### TASK PROMPT
From the entries below, return every line that includes the word "crates".

### DATASET EXTRACT
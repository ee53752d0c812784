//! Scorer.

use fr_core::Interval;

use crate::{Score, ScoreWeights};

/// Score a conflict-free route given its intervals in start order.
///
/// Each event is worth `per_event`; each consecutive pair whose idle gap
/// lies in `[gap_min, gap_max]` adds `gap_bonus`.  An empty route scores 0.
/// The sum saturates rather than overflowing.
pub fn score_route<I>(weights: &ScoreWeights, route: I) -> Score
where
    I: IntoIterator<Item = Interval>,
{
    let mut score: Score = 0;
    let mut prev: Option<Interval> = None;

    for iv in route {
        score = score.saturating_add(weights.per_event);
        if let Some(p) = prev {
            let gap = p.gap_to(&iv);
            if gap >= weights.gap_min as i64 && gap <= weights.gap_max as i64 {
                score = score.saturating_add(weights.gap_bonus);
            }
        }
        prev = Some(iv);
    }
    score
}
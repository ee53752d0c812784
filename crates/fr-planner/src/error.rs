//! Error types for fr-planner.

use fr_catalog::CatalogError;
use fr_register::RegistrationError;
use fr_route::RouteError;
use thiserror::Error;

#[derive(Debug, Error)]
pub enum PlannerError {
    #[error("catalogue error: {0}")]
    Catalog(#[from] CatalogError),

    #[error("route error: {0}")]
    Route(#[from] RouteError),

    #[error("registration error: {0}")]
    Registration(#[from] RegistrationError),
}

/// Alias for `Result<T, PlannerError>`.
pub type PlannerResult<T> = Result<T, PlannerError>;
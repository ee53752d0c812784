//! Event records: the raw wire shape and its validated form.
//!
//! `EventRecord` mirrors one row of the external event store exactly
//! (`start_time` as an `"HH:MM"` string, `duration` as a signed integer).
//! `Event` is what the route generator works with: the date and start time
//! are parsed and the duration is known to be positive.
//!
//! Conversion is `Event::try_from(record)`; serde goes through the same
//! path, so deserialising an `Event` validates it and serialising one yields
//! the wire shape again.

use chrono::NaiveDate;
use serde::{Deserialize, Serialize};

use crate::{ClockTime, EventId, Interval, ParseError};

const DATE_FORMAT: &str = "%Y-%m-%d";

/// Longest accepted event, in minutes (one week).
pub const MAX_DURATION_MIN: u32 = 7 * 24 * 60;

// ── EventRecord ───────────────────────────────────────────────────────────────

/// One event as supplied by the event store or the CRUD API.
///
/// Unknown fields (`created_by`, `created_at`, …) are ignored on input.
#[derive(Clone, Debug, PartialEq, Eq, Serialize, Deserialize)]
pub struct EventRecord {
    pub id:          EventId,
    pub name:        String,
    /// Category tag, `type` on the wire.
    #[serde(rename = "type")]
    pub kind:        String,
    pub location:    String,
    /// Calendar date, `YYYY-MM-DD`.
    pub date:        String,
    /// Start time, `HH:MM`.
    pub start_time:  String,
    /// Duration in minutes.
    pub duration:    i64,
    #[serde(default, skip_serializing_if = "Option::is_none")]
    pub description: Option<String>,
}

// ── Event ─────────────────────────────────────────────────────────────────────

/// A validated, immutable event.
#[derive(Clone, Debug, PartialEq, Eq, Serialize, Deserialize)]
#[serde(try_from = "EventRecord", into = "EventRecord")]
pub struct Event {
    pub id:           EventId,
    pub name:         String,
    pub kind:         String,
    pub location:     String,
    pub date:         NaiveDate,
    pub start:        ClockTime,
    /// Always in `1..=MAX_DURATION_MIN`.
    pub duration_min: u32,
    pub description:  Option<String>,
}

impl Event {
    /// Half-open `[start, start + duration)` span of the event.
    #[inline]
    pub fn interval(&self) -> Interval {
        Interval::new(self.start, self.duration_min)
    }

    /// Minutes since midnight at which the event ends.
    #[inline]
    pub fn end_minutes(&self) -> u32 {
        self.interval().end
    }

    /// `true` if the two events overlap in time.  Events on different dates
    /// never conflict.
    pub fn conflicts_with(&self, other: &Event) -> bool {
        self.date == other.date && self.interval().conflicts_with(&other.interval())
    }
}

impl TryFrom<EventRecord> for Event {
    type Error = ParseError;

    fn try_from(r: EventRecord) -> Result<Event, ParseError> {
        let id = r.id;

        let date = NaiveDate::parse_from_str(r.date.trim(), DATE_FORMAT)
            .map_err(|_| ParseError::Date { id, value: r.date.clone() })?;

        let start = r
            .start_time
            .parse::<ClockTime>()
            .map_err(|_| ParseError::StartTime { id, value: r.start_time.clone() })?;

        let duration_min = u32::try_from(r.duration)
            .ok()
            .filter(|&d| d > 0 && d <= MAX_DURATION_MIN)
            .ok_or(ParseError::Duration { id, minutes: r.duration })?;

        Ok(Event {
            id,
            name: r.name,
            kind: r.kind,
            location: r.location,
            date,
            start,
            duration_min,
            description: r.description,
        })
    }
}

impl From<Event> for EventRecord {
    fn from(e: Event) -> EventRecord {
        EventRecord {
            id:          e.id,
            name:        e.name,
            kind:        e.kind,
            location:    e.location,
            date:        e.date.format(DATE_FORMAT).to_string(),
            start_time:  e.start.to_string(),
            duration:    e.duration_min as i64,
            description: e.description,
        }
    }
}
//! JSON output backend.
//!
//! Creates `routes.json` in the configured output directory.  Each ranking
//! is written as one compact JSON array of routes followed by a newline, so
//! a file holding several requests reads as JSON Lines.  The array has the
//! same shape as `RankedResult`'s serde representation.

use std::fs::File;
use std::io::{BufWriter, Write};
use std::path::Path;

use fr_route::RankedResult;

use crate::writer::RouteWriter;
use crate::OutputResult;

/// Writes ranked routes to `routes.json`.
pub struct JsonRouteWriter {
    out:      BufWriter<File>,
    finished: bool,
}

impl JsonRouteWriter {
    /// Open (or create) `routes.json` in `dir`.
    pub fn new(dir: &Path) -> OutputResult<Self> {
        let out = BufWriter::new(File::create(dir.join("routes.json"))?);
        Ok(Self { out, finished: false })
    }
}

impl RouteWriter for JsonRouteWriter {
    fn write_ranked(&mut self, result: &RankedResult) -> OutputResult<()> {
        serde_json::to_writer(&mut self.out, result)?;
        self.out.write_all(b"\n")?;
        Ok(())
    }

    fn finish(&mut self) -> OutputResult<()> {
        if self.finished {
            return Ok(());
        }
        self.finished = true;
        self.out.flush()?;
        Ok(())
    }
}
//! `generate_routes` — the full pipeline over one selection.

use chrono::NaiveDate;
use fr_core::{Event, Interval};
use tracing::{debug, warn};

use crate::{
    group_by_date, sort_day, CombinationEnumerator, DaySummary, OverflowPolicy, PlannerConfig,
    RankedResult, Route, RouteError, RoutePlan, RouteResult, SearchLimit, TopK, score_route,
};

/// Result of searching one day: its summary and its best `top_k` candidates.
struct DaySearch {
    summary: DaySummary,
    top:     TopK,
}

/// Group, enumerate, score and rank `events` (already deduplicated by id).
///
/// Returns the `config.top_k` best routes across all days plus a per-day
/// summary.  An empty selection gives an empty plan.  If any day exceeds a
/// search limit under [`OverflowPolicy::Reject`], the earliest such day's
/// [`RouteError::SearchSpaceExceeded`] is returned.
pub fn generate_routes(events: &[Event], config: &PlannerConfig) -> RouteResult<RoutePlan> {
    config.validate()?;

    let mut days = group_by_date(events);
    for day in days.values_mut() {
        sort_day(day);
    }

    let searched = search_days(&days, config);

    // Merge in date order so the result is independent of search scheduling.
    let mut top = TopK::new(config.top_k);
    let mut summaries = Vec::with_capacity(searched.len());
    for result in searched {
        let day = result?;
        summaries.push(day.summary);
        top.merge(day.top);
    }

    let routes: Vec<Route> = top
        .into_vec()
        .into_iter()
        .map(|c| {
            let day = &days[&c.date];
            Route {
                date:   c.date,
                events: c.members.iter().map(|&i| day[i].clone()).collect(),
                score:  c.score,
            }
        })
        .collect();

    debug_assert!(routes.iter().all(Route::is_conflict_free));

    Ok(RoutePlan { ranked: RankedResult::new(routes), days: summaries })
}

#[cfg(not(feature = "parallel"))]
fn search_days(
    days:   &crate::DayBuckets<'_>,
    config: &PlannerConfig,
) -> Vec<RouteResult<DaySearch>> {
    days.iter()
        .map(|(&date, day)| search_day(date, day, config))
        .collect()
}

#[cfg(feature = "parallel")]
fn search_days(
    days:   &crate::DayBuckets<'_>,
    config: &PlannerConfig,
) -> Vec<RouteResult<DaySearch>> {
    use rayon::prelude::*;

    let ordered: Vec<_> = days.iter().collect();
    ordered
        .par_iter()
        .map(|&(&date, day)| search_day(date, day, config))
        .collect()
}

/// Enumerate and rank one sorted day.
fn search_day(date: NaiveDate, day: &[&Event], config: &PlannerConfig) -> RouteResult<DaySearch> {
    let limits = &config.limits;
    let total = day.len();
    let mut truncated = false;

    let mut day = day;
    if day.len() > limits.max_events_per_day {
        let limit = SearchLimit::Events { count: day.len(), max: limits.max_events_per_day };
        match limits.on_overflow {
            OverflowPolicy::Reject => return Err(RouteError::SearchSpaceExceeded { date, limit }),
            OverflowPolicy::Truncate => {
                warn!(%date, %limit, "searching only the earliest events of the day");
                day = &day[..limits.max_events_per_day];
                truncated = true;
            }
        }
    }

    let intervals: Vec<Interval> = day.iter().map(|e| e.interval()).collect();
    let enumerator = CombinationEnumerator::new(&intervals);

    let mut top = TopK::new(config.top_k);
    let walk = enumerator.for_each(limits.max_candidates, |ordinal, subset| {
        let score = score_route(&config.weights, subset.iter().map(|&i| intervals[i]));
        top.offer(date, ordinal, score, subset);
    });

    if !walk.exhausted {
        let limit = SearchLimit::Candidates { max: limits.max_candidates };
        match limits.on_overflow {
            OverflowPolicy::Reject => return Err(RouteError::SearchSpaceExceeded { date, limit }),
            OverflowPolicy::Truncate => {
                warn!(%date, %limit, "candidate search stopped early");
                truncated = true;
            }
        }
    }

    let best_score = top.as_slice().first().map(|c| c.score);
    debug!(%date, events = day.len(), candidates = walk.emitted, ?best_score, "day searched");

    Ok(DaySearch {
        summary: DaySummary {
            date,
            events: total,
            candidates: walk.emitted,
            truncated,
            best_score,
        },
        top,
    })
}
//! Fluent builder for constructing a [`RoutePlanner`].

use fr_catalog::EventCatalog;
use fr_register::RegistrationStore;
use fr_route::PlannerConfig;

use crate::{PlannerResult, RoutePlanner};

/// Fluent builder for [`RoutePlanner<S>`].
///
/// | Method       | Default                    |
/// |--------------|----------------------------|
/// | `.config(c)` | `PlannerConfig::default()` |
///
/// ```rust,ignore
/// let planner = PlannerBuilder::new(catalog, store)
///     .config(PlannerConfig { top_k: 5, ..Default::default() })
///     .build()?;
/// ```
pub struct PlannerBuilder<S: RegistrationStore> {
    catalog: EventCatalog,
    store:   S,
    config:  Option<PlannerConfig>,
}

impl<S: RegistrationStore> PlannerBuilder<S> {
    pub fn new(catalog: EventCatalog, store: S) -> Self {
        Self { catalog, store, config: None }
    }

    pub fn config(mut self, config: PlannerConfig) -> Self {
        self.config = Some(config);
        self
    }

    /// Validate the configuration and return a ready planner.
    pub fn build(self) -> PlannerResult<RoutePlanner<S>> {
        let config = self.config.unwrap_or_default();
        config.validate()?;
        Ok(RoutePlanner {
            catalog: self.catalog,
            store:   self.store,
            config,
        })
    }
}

--

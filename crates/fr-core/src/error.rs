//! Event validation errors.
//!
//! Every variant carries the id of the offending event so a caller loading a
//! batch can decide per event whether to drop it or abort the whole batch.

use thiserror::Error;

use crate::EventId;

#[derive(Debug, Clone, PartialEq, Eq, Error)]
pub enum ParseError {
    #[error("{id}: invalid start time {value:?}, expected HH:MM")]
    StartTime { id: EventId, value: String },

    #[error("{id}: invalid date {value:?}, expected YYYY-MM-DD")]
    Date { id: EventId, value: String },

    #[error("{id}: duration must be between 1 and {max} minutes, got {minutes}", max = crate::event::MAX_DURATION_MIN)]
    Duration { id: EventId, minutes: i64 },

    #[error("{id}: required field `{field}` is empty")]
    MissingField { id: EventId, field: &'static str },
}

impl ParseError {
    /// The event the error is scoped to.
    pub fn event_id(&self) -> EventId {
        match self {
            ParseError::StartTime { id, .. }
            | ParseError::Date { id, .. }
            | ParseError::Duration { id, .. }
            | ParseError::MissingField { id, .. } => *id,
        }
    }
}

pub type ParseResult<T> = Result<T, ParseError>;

--

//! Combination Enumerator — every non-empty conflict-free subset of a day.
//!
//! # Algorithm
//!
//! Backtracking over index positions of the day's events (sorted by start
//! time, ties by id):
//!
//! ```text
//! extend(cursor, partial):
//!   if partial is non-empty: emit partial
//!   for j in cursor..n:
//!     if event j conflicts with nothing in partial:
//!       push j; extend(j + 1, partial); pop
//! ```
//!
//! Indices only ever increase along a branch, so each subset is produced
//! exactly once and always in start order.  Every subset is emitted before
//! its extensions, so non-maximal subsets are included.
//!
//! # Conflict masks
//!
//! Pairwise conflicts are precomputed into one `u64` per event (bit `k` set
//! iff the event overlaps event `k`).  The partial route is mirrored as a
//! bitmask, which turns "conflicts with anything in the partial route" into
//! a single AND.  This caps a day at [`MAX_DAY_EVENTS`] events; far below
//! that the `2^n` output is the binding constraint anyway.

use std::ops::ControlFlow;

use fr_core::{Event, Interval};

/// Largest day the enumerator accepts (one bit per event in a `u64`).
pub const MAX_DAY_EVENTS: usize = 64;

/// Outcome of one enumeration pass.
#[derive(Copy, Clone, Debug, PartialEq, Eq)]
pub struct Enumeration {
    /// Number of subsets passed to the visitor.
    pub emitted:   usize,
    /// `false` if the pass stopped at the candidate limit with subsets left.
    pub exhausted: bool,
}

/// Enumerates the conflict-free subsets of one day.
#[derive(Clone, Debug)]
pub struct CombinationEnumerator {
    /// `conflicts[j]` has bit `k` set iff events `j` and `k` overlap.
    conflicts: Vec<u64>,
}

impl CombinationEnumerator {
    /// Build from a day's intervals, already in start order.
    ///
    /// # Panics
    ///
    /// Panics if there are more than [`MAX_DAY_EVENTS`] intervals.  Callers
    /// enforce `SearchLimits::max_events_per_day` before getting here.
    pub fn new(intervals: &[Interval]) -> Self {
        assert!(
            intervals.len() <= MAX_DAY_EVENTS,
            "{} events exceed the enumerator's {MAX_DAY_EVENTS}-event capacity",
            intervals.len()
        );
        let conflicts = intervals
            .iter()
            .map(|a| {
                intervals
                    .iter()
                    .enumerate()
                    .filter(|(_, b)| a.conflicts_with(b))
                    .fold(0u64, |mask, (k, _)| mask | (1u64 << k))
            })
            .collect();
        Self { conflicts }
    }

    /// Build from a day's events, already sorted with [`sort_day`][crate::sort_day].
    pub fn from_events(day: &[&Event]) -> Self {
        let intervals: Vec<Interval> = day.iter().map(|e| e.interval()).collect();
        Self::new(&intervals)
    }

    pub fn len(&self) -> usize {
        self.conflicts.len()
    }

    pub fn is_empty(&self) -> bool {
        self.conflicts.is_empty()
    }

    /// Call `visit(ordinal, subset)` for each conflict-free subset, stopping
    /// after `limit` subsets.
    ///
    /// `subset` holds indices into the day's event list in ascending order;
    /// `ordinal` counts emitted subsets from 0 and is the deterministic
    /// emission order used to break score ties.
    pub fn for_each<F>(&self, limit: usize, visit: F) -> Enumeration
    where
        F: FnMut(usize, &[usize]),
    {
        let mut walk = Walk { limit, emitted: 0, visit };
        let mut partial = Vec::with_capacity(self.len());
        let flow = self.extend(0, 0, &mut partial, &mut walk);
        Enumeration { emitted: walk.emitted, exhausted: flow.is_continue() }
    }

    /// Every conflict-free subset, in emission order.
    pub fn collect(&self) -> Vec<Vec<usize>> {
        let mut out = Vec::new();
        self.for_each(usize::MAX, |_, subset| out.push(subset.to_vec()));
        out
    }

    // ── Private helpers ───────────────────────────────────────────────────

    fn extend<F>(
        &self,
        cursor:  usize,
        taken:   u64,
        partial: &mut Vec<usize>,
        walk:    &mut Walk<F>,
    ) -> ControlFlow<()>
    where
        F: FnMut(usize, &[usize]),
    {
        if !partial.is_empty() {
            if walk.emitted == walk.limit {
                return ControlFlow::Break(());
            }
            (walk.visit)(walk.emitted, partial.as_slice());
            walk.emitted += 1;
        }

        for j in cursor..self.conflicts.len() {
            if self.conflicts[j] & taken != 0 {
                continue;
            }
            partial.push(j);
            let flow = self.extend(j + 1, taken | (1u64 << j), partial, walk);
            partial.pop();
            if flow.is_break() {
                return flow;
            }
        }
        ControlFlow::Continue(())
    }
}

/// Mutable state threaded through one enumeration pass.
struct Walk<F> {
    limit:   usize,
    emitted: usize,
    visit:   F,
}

### RESPONSE TO THIS EXERCISE
filename crates/fr-planner/src/error.rs
filename crates/fr-core/src/error.rs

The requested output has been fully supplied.